ABOUT THIS TASK >> Each record that follows must be given again without alteration.

GIVEN RECORDS >>
○ ○ ○ ○ ○ ○ ○
/// Configuration resolution module
///
/// This module handles:
/// - Obtaining the serial number (flag or interactive prompt)
/// - Building an immutable LookupConfig from CLI arguments
/// - Resolving endpoint URLs
use crate::api::Endpoints;
use crate::cli::CliArgs;
use crate::error::{Error, Result};
use crate::report::{CsvLayout, ExportFormat};
use crate::status::Clock;
use crate::ui;
use crate::warranty::Locale;
use log::debug;
use std::path::PathBuf;

pub const SERIAL_PROMPT: &str = "Enter the serial number: ";

/// Everything one lookup run needs, resolved up front
#[derive(Debug, Clone, PartialEq)]
pub struct LookupConfig {
    pub serial: String,
    pub format: ExportFormat,
    pub output_dir: PathBuf,
    pub endpoints: Endpoints,
    pub locale: Locale,
    pub clock: Clock,
    pub csv_layout: CsvLayout,
}

/// Serial number from `--serial`, or from the interactive prompt
pub fn resolve_serial(args: &CliArgs) -> Result<String> {
    match &args.serial {
        Some(serial) => Ok(serial.clone()),
        None => ui::prompt(SERIAL_PROMPT).map_err(|e| Error::Config(format!("failed to read serial number: {}", e))),
    }
}

/// Build a LookupConfig from CLI arguments and the serial number
pub fn build_config(args: &CliArgs, serial: &str) -> Result<LookupConfig> {
    args.validate().map_err(Error::Config)?;

    if serial.trim().is_empty() {
        return Err(Error::Config("serial number must not be empty".to_string()));
    }

    let config = LookupConfig {
        serial: serial.to_string(),
        format: args.format,
        output_dir: args.output_dir.clone(),
        endpoints: Endpoints::new(&args.api_base),
        locale: Locale { country: args.country.clone(), language: args.language.clone() },
        clock: args.clock,
        csv_layout: args.csv_layout,
    };
    debug!("lookup config: {:?}", config);

    Ok(config)
}

#[cfg(test)]
#[path = "config_test.rs"]
mod config_test;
○ ○ ○ ○ ○ ○ ○
SOLUTION >>
/// Configuration resolution module
///
/// This module handles:
/// - Obtaining the serial number (flag or interactive prompt)
/// - Building an immutable LookupConfig from CLI arguments
/// - Resolving endpoint URLs
use crate::api::Endpoints;
use crate::cli::CliArgs;
use crate::error::{Error, Result};
use crate::report::{CsvLayout, ExportFormat};
use crate::status::Clock;
use crate::ui;
use crate::warranty::Locale;
use log::debug;
use std::path::PathBuf;

pub const SERIAL_PROMPT: &str = "Enter the serial number: ";

/// Everything one lookup run needs, resolved up front
#[derive(Debug, Clone, PartialEq)]
pub struct LookupConfig {
    pub serial: String,
    pub format: ExportFormat,
    pub output_dir: PathBuf,
    pub endpoints: Endpoints,
    pub locale: Locale,
    pub clock: Clock,
    pub csv_layout: CsvLayout,
}

/// Serial number from `--serial`, or from the interactive prompt
pub fn resolve_serial(args: &CliArgs) -> Result<String> {
    match &args.serial {
        Some(serial) => Ok(serial.clone()),
        None => ui::prompt(SERIAL_PROMPT).map_err(|e| Error::Config(format!("failed to read serial number: {}", e))),
    }
}

/// Build a LookupConfig from CLI arguments and the serial number
pub fn build_config(args: &CliArgs, serial: &str) -> Result<LookupConfig> {
    args.validate().map_err(Error::Config)?;

    if serial.trim().is_empty() {
        return Err(Error::Config("serial number must not be empty".to_string()));
    }

    let config = LookupConfig {
        serial: serial.to_string(),
        format: args.format,
        output_dir: args.output_dir.clone(),
        endpoints: Endpoints::new(&args.api_base),
        locale: Locale { country: args.country.clone(), language: args.language.clone() },
        clock: args.clock,
        csv_layout: args.csv_layout,
    };
    debug!("lookup config: {:?}", config);

    Ok(config)
}

#[cfg(test)]
#[path = "config_test.rs"]
mod config_test;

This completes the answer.